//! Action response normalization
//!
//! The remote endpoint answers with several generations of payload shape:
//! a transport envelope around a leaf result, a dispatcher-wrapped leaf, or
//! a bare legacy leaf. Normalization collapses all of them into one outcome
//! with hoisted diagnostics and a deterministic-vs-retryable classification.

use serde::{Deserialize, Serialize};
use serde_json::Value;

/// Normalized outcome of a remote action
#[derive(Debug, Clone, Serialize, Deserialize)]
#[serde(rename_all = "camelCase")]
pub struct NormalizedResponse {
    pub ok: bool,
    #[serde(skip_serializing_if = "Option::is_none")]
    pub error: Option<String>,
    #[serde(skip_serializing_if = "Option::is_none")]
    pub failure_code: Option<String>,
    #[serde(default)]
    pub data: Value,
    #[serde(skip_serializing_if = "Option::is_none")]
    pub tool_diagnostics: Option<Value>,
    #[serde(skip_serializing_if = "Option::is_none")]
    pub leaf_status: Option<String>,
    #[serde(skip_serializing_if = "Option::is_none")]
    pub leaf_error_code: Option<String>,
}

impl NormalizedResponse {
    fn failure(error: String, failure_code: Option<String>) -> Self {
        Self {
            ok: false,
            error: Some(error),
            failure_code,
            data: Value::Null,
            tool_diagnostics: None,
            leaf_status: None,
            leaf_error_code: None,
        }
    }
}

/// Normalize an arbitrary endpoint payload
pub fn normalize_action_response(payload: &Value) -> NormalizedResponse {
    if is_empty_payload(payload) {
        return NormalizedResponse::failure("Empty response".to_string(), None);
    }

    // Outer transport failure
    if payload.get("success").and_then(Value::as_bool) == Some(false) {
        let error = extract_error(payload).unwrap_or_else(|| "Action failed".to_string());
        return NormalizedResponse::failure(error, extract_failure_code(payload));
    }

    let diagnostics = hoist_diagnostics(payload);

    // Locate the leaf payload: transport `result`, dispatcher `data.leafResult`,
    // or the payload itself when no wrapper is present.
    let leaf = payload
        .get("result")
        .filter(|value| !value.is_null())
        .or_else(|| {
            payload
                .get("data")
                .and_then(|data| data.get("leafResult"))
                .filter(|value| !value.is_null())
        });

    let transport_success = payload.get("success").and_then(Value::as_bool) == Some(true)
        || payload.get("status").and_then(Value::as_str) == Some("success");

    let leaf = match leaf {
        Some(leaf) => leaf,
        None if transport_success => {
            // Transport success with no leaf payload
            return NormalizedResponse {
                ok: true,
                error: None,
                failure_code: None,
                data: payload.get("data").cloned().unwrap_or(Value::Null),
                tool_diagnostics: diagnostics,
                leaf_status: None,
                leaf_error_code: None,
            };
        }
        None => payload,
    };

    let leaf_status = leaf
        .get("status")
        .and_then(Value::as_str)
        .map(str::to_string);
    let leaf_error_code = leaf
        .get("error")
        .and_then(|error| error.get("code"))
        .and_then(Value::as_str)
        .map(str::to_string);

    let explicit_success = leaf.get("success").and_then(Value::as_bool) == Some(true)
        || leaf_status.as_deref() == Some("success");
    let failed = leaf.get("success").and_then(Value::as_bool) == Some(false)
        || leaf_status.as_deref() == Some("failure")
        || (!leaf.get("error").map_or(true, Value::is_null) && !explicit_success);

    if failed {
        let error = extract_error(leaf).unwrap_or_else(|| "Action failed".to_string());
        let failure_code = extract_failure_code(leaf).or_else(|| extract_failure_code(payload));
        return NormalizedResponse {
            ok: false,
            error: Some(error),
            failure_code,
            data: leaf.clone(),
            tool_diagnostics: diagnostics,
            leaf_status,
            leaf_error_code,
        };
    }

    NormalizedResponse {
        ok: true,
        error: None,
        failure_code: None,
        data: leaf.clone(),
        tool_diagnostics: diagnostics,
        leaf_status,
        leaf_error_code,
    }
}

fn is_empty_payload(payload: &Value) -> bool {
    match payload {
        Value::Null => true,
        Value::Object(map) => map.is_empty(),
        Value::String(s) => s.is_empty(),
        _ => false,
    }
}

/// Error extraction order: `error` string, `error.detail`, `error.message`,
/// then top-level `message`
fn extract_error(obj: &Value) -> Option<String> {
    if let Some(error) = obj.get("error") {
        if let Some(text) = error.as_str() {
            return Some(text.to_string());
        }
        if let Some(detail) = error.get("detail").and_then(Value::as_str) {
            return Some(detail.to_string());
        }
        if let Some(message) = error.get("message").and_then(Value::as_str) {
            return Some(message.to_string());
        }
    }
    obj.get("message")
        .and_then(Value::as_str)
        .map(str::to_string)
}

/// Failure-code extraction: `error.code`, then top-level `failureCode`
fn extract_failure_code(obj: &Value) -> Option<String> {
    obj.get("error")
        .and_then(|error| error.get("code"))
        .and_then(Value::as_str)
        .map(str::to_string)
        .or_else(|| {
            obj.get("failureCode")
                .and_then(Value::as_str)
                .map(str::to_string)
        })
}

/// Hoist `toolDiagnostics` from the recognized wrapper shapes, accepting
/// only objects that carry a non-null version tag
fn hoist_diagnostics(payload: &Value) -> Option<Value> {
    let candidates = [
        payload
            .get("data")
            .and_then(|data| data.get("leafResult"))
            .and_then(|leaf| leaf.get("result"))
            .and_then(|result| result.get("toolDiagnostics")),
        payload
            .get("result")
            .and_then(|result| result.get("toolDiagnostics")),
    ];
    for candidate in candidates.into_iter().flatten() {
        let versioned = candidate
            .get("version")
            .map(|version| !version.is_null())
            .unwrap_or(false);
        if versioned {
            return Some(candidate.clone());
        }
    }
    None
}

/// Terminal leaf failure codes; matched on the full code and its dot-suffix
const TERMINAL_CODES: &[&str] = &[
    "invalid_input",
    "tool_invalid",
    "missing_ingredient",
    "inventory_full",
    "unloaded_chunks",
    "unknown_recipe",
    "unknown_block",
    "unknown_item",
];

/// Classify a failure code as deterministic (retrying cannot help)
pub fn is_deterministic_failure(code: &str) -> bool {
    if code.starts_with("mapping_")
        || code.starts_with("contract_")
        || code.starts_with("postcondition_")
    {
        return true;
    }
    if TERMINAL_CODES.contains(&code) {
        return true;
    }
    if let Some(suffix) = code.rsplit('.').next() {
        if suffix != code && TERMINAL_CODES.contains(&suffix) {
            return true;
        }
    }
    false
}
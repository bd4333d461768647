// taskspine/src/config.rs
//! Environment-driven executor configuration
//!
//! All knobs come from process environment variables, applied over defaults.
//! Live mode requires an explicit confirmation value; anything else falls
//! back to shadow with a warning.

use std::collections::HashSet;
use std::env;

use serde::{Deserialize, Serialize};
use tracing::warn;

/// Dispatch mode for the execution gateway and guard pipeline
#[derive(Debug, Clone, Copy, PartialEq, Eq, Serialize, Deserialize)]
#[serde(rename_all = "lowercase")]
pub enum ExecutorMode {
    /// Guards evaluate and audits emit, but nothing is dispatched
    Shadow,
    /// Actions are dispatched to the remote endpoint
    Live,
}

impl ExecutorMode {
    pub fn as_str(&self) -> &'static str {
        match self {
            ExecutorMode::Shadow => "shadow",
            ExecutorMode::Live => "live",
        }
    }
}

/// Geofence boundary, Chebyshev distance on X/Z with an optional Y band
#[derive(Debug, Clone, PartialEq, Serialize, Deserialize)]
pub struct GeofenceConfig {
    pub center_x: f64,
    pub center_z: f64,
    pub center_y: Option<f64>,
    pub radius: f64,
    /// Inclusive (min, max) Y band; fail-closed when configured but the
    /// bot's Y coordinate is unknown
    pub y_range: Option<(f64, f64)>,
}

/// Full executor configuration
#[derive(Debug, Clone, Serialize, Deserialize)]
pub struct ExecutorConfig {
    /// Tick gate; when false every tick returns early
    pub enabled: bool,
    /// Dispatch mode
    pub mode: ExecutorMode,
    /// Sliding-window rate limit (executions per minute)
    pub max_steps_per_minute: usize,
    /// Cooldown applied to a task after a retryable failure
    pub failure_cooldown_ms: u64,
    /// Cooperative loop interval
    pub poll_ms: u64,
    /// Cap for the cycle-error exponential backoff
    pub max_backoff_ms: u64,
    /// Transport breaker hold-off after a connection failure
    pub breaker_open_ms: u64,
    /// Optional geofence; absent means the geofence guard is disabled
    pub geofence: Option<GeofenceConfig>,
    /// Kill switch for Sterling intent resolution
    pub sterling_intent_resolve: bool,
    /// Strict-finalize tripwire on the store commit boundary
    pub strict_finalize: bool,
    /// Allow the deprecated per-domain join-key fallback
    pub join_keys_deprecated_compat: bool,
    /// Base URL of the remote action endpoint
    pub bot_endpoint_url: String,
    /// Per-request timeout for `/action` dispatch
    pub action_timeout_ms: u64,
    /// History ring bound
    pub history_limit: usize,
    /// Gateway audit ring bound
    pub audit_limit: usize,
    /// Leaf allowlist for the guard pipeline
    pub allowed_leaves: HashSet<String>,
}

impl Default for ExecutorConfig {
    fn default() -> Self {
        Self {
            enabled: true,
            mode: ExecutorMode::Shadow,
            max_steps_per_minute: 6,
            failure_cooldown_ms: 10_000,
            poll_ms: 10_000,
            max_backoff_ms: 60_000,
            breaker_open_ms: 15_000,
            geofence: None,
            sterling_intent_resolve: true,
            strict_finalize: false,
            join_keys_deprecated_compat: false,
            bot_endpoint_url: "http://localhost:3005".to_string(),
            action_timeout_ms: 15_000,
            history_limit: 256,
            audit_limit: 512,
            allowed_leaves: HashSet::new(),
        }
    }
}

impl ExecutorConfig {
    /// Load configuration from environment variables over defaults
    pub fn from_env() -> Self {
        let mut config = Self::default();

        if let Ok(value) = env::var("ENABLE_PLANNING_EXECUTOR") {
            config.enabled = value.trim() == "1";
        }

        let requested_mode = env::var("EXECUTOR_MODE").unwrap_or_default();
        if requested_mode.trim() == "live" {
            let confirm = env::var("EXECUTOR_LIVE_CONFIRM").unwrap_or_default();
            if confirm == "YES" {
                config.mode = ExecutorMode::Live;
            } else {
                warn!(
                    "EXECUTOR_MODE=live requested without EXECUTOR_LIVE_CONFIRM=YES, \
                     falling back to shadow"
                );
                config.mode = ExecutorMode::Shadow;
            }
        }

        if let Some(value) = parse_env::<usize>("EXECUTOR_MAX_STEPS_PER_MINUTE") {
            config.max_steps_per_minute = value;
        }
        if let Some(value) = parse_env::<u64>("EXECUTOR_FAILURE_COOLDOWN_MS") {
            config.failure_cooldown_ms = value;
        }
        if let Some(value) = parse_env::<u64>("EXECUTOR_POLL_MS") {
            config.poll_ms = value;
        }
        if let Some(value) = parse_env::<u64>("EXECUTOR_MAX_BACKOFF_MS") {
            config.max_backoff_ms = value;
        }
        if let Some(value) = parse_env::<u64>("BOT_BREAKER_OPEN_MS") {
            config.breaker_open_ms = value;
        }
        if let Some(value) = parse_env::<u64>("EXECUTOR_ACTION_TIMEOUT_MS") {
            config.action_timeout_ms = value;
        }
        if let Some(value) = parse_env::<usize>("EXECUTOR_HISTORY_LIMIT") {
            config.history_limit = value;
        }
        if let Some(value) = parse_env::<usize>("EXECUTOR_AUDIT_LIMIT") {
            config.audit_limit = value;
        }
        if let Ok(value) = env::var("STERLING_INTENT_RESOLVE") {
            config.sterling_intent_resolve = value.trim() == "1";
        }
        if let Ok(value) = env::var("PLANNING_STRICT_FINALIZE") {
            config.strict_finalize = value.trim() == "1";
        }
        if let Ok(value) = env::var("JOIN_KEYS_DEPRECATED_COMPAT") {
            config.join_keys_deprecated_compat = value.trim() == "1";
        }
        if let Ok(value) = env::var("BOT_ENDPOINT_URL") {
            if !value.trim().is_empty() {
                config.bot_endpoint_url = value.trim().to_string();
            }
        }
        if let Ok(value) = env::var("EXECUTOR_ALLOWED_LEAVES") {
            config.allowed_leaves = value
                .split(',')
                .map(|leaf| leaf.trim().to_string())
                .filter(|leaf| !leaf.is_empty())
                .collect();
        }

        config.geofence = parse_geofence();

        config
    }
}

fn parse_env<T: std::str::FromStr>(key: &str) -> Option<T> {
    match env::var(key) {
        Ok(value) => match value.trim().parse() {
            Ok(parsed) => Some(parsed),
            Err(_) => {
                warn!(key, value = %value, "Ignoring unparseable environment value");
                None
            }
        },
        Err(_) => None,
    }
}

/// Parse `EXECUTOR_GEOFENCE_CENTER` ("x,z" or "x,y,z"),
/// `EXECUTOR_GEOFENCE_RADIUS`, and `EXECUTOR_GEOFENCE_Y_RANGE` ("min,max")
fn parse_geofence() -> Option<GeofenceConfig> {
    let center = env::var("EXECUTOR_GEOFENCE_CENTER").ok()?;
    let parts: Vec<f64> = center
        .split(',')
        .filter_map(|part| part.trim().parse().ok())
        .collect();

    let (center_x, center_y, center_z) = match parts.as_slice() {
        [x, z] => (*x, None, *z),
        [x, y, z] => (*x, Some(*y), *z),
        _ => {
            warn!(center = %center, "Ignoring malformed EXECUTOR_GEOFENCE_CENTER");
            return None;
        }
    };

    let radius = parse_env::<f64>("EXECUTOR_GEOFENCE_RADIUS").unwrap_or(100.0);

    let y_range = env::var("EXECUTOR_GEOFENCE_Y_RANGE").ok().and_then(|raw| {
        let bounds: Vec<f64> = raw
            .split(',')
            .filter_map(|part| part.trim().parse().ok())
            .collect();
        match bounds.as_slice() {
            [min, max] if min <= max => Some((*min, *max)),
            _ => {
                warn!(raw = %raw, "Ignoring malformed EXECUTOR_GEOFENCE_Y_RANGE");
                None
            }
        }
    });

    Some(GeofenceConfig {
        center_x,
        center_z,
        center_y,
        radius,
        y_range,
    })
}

——

=== Task requirements ===
Lines above holding "wrapper": give their count, nothing more.

=== Exercise response ===
2